/*!
 * 命令缓存模块
 *
 * 读多写少的内存缓存：外层按公会分组，内层为命令名到回复内容的映射。
 * 写入顺序被保留，list_names 按添加顺序返回命令名
 */

use std::collections::HashMap;
use std::sync::Arc;
use tokio::sync::RwLock;

/// 命令回复内容
#[derive(Debug, Clone, PartialEq, Eq, serde::Serialize, serde::Deserialize)]
#[serde(rename_all = "camelCase")]
pub struct CommandReply {
    pub return_value: String,
    /// true 表示纯文本回复，false 表示嵌入式回复
    pub is_text_mode: bool,
}

impl CommandReply {
    pub fn new(return_value: impl Into<String>, is_text_mode: bool) -> Self {
        Self {
            return_value: return_value.into(),
            is_text_mode,
        }
    }
}

/// 单个公会的命令表
///
/// entries 提供查找，order 记录插入顺序供列表展示
#[derive(Debug, Default)]
struct GuildCommands {
    entries: HashMap<String, CommandReply>,
    order: Vec<String>,
}

impl GuildCommands {
    fn put(&mut self, name: String, reply: CommandReply) {
        if !self.entries.contains_key(&name) {
            self.order.push(name.clone());
        }
        self.entries.insert(name, reply);
    }

    fn remove(&mut self, name: &str) -> bool {
        if self.entries.remove(name).is_some() {
            self.order.retain(|n| n != name);
            true
        } else {
            false
        }
    }
}

/// 命令缓存
#[derive(Clone)]
pub struct CommandCache {
    data: Arc<RwLock<HashMap<String, GuildCommands>>>,
}

impl CommandCache {
    /// 创建新的缓存实例
    pub fn new() -> Self {
        Self {
            data: Arc::new(RwLock::new(HashMap::new())),
        }
    }

    /// 查找命令
    pub async fn get(&self, guild_id: &str, name: &str) -> Option<CommandReply> {
        self.data
            .read()
            .await
            .get(guild_id)
            .and_then(|guild| guild.entries.get(name))
            .cloned()
    }

    /// 写入命令（幂等更新，公会条目不存在时自动创建）
    pub async fn put(&self, guild_id: &str, name: &str, reply: CommandReply) {
        let mut data = self.data.write().await;
        data.entry(guild_id.to_string())
            .or_default()
            .put(name.to_string(), reply);
    }

    /// 移除命令；命令不存在时为空操作
    pub async fn remove(&self, guild_id: &str, name: &str) -> bool {
        let mut data = self.data.write().await;
        data.get_mut(guild_id)
            .map(|guild| guild.remove(name))
            .unwrap_or(false)
    }

    /// 按添加顺序列出公会的全部命令名
    pub async fn list_names(&self, guild_id: &str) -> Vec<String> {
        self.data
            .read()
            .await
            .get(guild_id)
            .map(|guild| guild.order.clone())
            .unwrap_or_default()
    }

    /// 清空全部公会条目（仅作为全量重建的第一步使用）
    pub async fn reset_all(&self) {
        self.data.write().await.clear();
    }

    /// 获取缓存统计信息
    pub async fn stats(&self) -> CacheStats {
        let data = self.data.read().await;
        CacheStats {
            guild_count: data.len(),
            command_count: data.values().map(|guild| guild.entries.len()).sum(),
        }
    }
}

impl Default for CommandCache {
    fn default() -> Self {
        Self::new()
    }
}

/// 缓存统计信息
#[derive(Debug, Clone, serde::Serialize)]
pub struct CacheStats {
    pub guild_count: usize,
    pub command_count: usize,
}

#[cfg(test)]
mod tests {
    use super::*;

    #[tokio::test]
    async fn put_then_get() {
        let cache = CommandCache::new();
        cache.put("g1", "potato", CommandReply::new("hi", false)).await;

        assert_eq!(
            cache.get("g1", "potato").await,
            Some(CommandReply::new("hi", false))
        );
        assert_eq!(cache.get("g2", "potato").await, None);
    }

    #[tokio::test]
    async fn overwrite_keeps_insertion_order() {
        let cache = CommandCache::new();
        cache.put("g1", "a", CommandReply::new("1", false)).await;
        cache.put("g1", "b", CommandReply::new("2", false)).await;
        cache.put("g1", "a", CommandReply::new("3", true)).await;

        assert_eq!(cache.list_names("g1").await, vec!["a", "b"]);
        assert_eq!(
            cache.get("g1", "a").await,
            Some(CommandReply::new("3", true))
        );
    }

    #[tokio::test]
    async fn remove_updates_order() {
        let cache = CommandCache::new();
        cache.put("g1", "a", CommandReply::new("1", false)).await;
        cache.put("g1", "b", CommandReply::new("2", false)).await;

        assert!(cache.remove("g1", "a").await);
        assert!(!cache.remove("g1", "a").await);
        assert_eq!(cache.list_names("g1").await, vec!["b"]);
    }

    #[tokio::test]
    async fn reset_all_clears_every_guild() {
        let cache = CommandCache::new();
        cache.put("g1", "a", CommandReply::new("1", false)).await;
        cache.put("g2", "b", CommandReply::new("2", false)).await;

        cache.reset_all().await;

        let stats = cache.stats().await;
        assert_eq!(stats.guild_count, 0);
        assert_eq!(stats.command_count, 0);
    }
}
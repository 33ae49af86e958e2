/*!
 * 工具模块
 */

pub mod logging;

> [Task to carry out] What lines above contain the word "async"? Return each such line.

> [Answer]
    pub async fn get(&self, guild_id: &str, name: &str) -> Option<CommandReply> {
    pub async fn put(&self, guild_id: &str, name: &str, reply: CommandReply) {
    pub async fn remove(&self, guild_id: &str, name: &str) -> bool {
    pub async fn list_names(&self, guild_id: &str) -> Vec<String> {
    pub async fn reset_all(&self) {
    pub async fn stats(&self) -> CacheStats {
    async fn put_then_get() {
    async fn overwrite_keeps_insertion_order() {
    async fn remove_updates_order() {
    async fn reset_all_clears_every_guild() {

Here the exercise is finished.